● To do
Down to the last line, print the material below verbatim.

[[ Source information open ]]

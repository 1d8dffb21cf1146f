//! Fragmented analysis must produce the same model as a sequential parse,
//! whatever the worker count and whatever order the line groups arrive in.

use gcscope_core::fragment::{analyze_fragments, analyze_fragmented, split_groups, LineGroup};
use gcscope_core::parser::detector;
use gcscope_core::{analyze, GcModel, LogFormat, ParseOptions};
use rand::rngs::StdRng;
use rand::seq::SliceRandom;
use rand::SeedableRng;
use std::path::PathBuf;

const FIXTURES: &[&str] = &[
    "cms_legacy_truncated.log",
    "cms_legacy_cut_mid_cycle.log",
    "g1_legacy.log",
    "parallel_legacy.log",
    "g1_unified.log",
    "zgc_unified.log",
];

const WORKERS: [usize; 3] = [1, 3, 8];

fn fixture(name: &str) -> String {
    let path = PathBuf::from(env!("CARGO_MANIFEST_DIR"))
        .join("tests/fixtures")
        .join(name);
    std::fs::read_to_string(path).expect("fixture should be readable")
}

fn groups_of(text: &str) -> (LogFormat, Vec<LineGroup>) {
    let format = detector::resolve_format(text, &ParseOptions::default())
        .expect("fixture format should be detected");
    (format, split_groups(text, format))
}

/// Odd-indexed groups reversed, then woven between the even ones.
fn interleave(groups: &[LineGroup]) -> Vec<LineGroup> {
    let mut evens = groups.iter().step_by(2);
    let mut odds = groups.iter().skip(1).step_by(2).rev();
    let mut out = Vec::with_capacity(groups.len());
    loop {
        match (odds.next(), evens.next()) {
            (None, None) => break,
            (odd, even) => out.extend(odd.into_iter().chain(even).cloned()),
        }
    }
    out
}

fn assert_same(name: &str, sequential: &GcModel, fragmented: &GcModel) {
    assert_eq!(
        sequential.events().len(),
        fragmented.events().len(),
        "{name}: top-level count"
    );
    assert_eq!(
        sequential.all_events(),
        fragmented.all_events(),
        "{name}: flat order differs"
    );
    for (r, expected) in sequential.iter_all() {
        let actual = fragmented.resolve(r);
        assert_eq!(expected.kind, actual.kind, "{name}: kind at {r:?}");
        assert_eq!(expected.cause, actual.cause, "{name}: cause at {r:?}");
        assert_eq!(expected.start, actual.start, "{name}: start at {r:?}");
        assert_eq!(expected.duration, actual.duration, "{name}: duration at {r:?}");
        assert_eq!(expected.pause, actual.pause, "{name}: pause at {r:?}");
        assert_eq!(expected.promotion, actual.promotion, "{name}: promotion at {r:?}");
        assert_eq!(expected.interval, actual.interval, "{name}: interval at {r:?}");
        assert_eq!(expected.memory, actual.memory, "{name}: memory at {r:?}");
        assert_eq!(expected.cpu, actual.cpu, "{name}: cpu at {r:?}");
        assert_eq!(expected.line, actual.line, "{name}: line at {r:?}");
        assert_eq!(expected.text, actual.text, "{name}: text at {r:?}");
    }
    assert_eq!(sequential.stalls(), fragmented.stalls(), "{name}: stalls");
    assert_eq!(sequential.region_size(), fragmented.region_size());
    assert_eq!(sequential.parallel_threads(), fragmented.parallel_threads());
    assert_eq!(sequential.metadata().causes, fragmented.metadata().causes);
    assert_eq!(
        sequential.pause_statistics(sequential.time_range()),
        fragmented.pause_statistics(fragmented.time_range()),
        "{name}: pause statistics"
    );
}

#[test]
fn test_fragmented_matches_sequential() {
    let options = ParseOptions::default();
    for name in FIXTURES {
        let text = fixture(name);
        let sequential = analyze(&text, &options).expect("sequential analyze");
        for workers in WORKERS {
            let fragmented =
                analyze_fragmented(&text, &options, workers).expect("fragmented analyze");
            assert_same(name, &sequential, &fragmented);
        }
    }
}

#[test]
fn test_reversed_and_interleaved_groups() {
    let options = ParseOptions::default();
    for name in FIXTURES {
        let text = fixture(name);
        let sequential = analyze(&text, &options).unwrap();
        let (format, groups) = groups_of(&text);

        let mut reversed = groups.clone();
        reversed.reverse();
        for order in [reversed, interleave(&groups)] {
            for workers in WORKERS {
                let model = analyze_fragments(order.clone(), format, &options, workers).unwrap();
                assert_same(name, &sequential, &model);
            }
        }
    }
}

#[test]
fn test_shuffled_groups() {
    let options = ParseOptions::default();
    for name in FIXTURES {
        let text = fixture(name);
        let sequential = analyze(&text, &options).unwrap();
        let (format, groups) = groups_of(&text);

        for seed in [7, 42, 1234, 99_991] {
            let mut shuffled = groups.clone();
            shuffled.shuffle(&mut StdRng::seed_from_u64(seed));
            for workers in WORKERS {
                let model =
                    analyze_fragments(shuffled.clone(), format, &options, workers).unwrap();
                assert_same(&format!("{name} (seed {seed})"), &sequential, &model);
            }
        }
    }
}

#[test]
fn test_legacy_cycles_keep_their_lines_together() {
    let (_, groups) = groups_of(&fixture("g1_legacy.log"));
    let cycle = groups
        .iter()
        .find(|g| g.lines[0].1.contains("concurrent-root-region-scan-start"))
        .expect("cycle group");
    // the young pause inside the cycle gets its own group
    assert!(cycle.lines.iter().all(|(_, l)| !l.contains("GC pause")));
    assert!(cycle.lines.iter().any(|(_, l)| l.contains("GC remark")));
    assert!(cycle.lines.last().unwrap().1.contains("concurrent-cleanup-end"));
}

[[ Source information closed ]]

● Solution
repository 1d8dffb21cf1146f
//! Fragmented analysis must produce the same model as a sequential parse,
//! whatever the worker count and whatever order the line groups arrive in.

use gcscope_core::fragment::{analyze_fragments, analyze_fragmented, split_groups, LineGroup};
use gcscope_core::parser::detector;
use gcscope_core::{analyze, GcModel, LogFormat, ParseOptions};
use rand::rngs::StdRng;
use rand::seq::SliceRandom;
use rand::SeedableRng;
use std::path::PathBuf;

const FIXTURES: &[&str] = &[
    "cms_legacy_truncated.log",
    "cms_legacy_cut_mid_cycle.log",
    "g1_legacy.log",
    "parallel_legacy.log",
    "g1_unified.log",
    "zgc_unified.log",
];

const WORKERS: [usize; 3] = [1, 3, 8];

fn fixture(name: &str) -> String {
    let path = PathBuf::from(env!("CARGO_MANIFEST_DIR"))
        .join("tests/fixtures")
        .join(name);
    std::fs::read_to_string(path).expect("fixture should be readable")
}

fn groups_of(text: &str) -> (LogFormat, Vec<LineGroup>) {
    let format = detector::resolve_format(text, &ParseOptions::default())
        .expect("fixture format should be detected");
    (format, split_groups(text, format))
}

/// Odd-indexed groups reversed, then woven between the even ones.
fn interleave(groups: &[LineGroup]) -> Vec<LineGroup> {
    let mut evens = groups.iter().step_by(2);
    let mut odds = groups.iter().skip(1).step_by(2).rev();
    let mut out = Vec::with_capacity(groups.len());
    loop {
        match (odds.next(), evens.next()) {
            (None, None) => break,
            (odd, even) => out.extend(odd.into_iter().chain(even).cloned()),
        }
    }
    out
}

fn assert_same(name: &str, sequential: &GcModel, fragmented: &GcModel) {
    assert_eq!(
        sequential.events().len(),
        fragmented.events().len(),
        "{name}: top-level count"
    );
    assert_eq!(
        sequential.all_events(),
        fragmented.all_events(),
        "{name}: flat order differs"
    );
    for (r, expected) in sequential.iter_all() {
        let actual = fragmented.resolve(r);
        assert_eq!(expected.kind, actual.kind, "{name}: kind at {r:?}");
        assert_eq!(expected.cause, actual.cause, "{name}: cause at {r:?}");
        assert_eq!(expected.start, actual.start, "{name}: start at {r:?}");
        assert_eq!(expected.duration, actual.duration, "{name}: duration at {r:?}");
        assert_eq!(expected.pause, actual.pause, "{name}: pause at {r:?}");
        assert_eq!(expected.promotion, actual.promotion, "{name}: promotion at {r:?}");
        assert_eq!(expected.interval, actual.interval, "{name}: interval at {r:?}");
        assert_eq!(expected.memory, actual.memory, "{name}: memory at {r:?}");
        assert_eq!(expected.cpu, actual.cpu, "{name}: cpu at {r:?}");
        assert_eq!(expected.line, actual.line, "{name}: line at {r:?}");
        assert_eq!(expected.text, actual.text, "{name}: text at {r:?}");
    }
    assert_eq!(sequential.stalls(), fragmented.stalls(), "{name}: stalls");
    assert_eq!(sequential.region_size(), fragmented.region_size());
    assert_eq!(sequential.parallel_threads(), fragmented.parallel_threads());
    assert_eq!(sequential.metadata().causes, fragmented.metadata().causes);
    assert_eq!(
        sequential.pause_statistics(sequential.time_range()),
        fragmented.pause_statistics(fragmented.time_range()),
        "{name}: pause statistics"
    );
}

#[test]
fn test_fragmented_matches_sequential() {
    let options = ParseOptions::default();
    for name in FIXTURES {
        let text = fixture(name);
        let sequential = analyze(&text, &options).expect("sequential analyze");
        for workers in WORKERS {
            let fragmented =
                analyze_fragmented(&text, &options, workers).expect("fragmented analyze");
            assert_same(name, &sequential, &fragmented);
        }
    }
}

#[test]
fn test_reversed_and_interleaved_groups() {
    let options = ParseOptions::default();
    for name in FIXTURES {
        let text = fixture(name);
        let sequential = analyze(&text, &options).unwrap();
        let (format, groups) = groups_of(&text);

        let mut reversed = groups.clone();
        reversed.reverse();
        for order in [reversed, interleave(&groups)] {
            for workers in WORKERS {
                let model = analyze_fragments(order.clone(), format, &options, workers).unwrap();
                assert_same(name, &sequential, &model);
            }
        }
    }
}

#[test]
fn test_shuffled_groups() {
    let options = ParseOptions::default();
    for name in FIXTURES {
        let text = fixture(name);
        let sequential = analyze(&text, &options).unwrap();
        let (format, groups) = groups_of(&text);

        for seed in [7, 42, 1234, 99_991] {
            let mut shuffled = groups.clone();
            shuffled.shuffle(&mut StdRng::seed_from_u64(seed));
            for workers in WORKERS {
                let model =
                    analyze_fragments(shuffled.clone(), format, &options, workers).unwrap();
                assert_same(&format!("{name} (seed {seed})"), &sequential, &model);
            }
        }
    }
}

#[test]
fn test_legacy_cycles_keep_their_lines_together() {
    let (_, groups) = groups_of(&fixture("g1_legacy.log"));
    let cycle = groups
        .iter()
        .find(|g| g.lines[0].1.contains("concurrent-root-region-scan-start"))
        .expect("cycle group");
    // the young pause inside the cycle gets its own group
    assert!(cycle.lines.iter().all(|(_, l)| !l.contains("GC pause")));
    assert!(cycle.lines.iter().any(|(_, l)| l.contains("GC remark")));
    assert!(cycle.lines.last().unwrap().1.contains("concurrent-cleanup-end"));
}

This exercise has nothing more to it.